The California Courts, however, have not abolished the felony-murder doctrine in toto. The Supreme Court distinguishes those cases where death results from an assault with a death weapon where the purpose of the conduct was the very assault which resulted in death and those cases where death results from conduct for an independent felonious purpose, such as robbery or rape, which are accomplished by a deadly weapon and thus technically includes assault with a deadly weapon. See People v. Burton, 6 Cal.3d 375, 99 Cal.Rptr. 1, 491 P.2d 793 (1971).
That court stated:
[t]he entry would be nonfelonious but for the intent to commit the assault, and the assault is an integral part of the homicide and is included in fact in the offense charged, utilization of the felony-murder rule extends that doctrine "beyond any rational function that it is designed to serve." We have heretofore emphasized "that the felony-murder doctrine expresses a highly artificial concept that deserves no extension beyond its required application."

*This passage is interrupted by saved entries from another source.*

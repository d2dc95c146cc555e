//! # Domain Errors
//!
//! A rejected signature never disturbs signatures already collected in the
//! same context.

use thiserror::Error;
use xc_03_tx_builder::EngineError;

#[derive(Debug, Clone, PartialEq, Eq, Error)]
pub enum SigningError {
    #[error("Signature from {public_key} does not verify")]
    SignatureInvalid { public_key: String },

    #[error("Public key {public_key} is not a member of contract {script_hash}")]
    KeyNotInContract {
        public_key: String,
        script_hash: String,
    },

    /// The contract's script hash is not one the transaction requires.
    #[error("Script hash {0} is not required by this transaction")]
    UnknownScriptHash(String),

    #[error("Invalid signing context: {0}")]
    InvalidContext(String),

    #[error("Relay failed: {0}")]
    Relay(#[from] EngineError),

    #[error("Signer {0} unavailable")]
    SignerUnavailable(String),
}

The reasoning of the court in Wilson was rejected by the Court of Appeals for the District of Columbia in Blango v. United States, 373 A.2d 885 (D.C. 1977). Both the appellants in Wilson and Blango argued that a burglary committed incidental to an assault that resulted in death could not properly serve as the predicate for a felony-murder conviction. The Blango court held that the application of the merger doctrine was not warranted not only because of the language of their felony-murder statute but also because of the significantly different societal interests served by the felony-murder and burglary statutes. The court reasoned that a killing subsequent to a burglary does not negate the fact of the burglary or invasion of the societal interests. The burglary is a separate and distinct act from the succeeding killing, yet may be deemed to be a continuing offense for purposes of the felony-murder statute. The court went on to say:
The thrust of that part of the felony-murder statute which relates to nonpurposeful killings is to increase the penalty for such killings during the commission of certain enumerated felonies by implying from the commission of such felonies premeditation and deliberation . . . The societal interest protected is security of the person and the value of human life, not the security of premises protected by the burglary statute.

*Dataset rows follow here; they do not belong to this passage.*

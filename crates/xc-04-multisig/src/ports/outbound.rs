//! # Outbound Ports (Signers)
//!
//! A signer is any party holding wallet keys. The coordinator only talks to
//! signers through messages, so an in-process wallet and a remote validator
//! look the same from here.

use crate::domain::errors::SigningError;
use async_trait::async_trait;
use shared_crypto::{PublicKey, Signature};
use shared_types::{Contract, ScriptHash};

/// Ask a signer to sign `hash_data` for the account `script_hash`.
#[derive(Clone, Debug)]
pub struct SignRequest {
    pub script_hash: ScriptHash,
    pub hash_data: Vec<u8>,
}

#[derive(Clone, Debug)]
pub struct SignatureShare {
    pub contract: Contract,
    pub public_key: PublicKey,
    pub signature: Signature,
}

/// What a signer knows about one of its accounts.
#[derive(Clone, Debug)]
pub struct AccountInfo {
    pub label: Option<String>,
    pub contract: Contract,
    pub has_key: bool,
}

#[async_trait]
pub trait SignerEndpoint: Send + Sync {
    fn name(&self) -> &str;

    /// `None` when the signer does not hold the account.
    async fn describe(&self, script_hash: ScriptHash) -> Result<Option<AccountInfo>, SigningError>;

    /// Zero or more shares; an empty reply means "no matching key".
    async fn sign(&self, request: SignRequest) -> Result<Vec<SignatureShare>, SigningError>;
}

Blango committed a burglary by entering his victim's home with the intent to assault. The court found that Blango, after committing the burglary and having violated the societal interests, could have withdrawn from the premises without attacking his victim. Since Blango did kill the victim on the premises in the course of the burglary, the requirements of the felony-murder statute were satisfied and the fact of the killing did not negate the fact of the burglary.
The doctrine of merger was held inapplicable in Blango even though the appellant committed a series of acts which comprised one continuous transaction upon a finding that these acts offended multiple societal interests and constituted separate offenses.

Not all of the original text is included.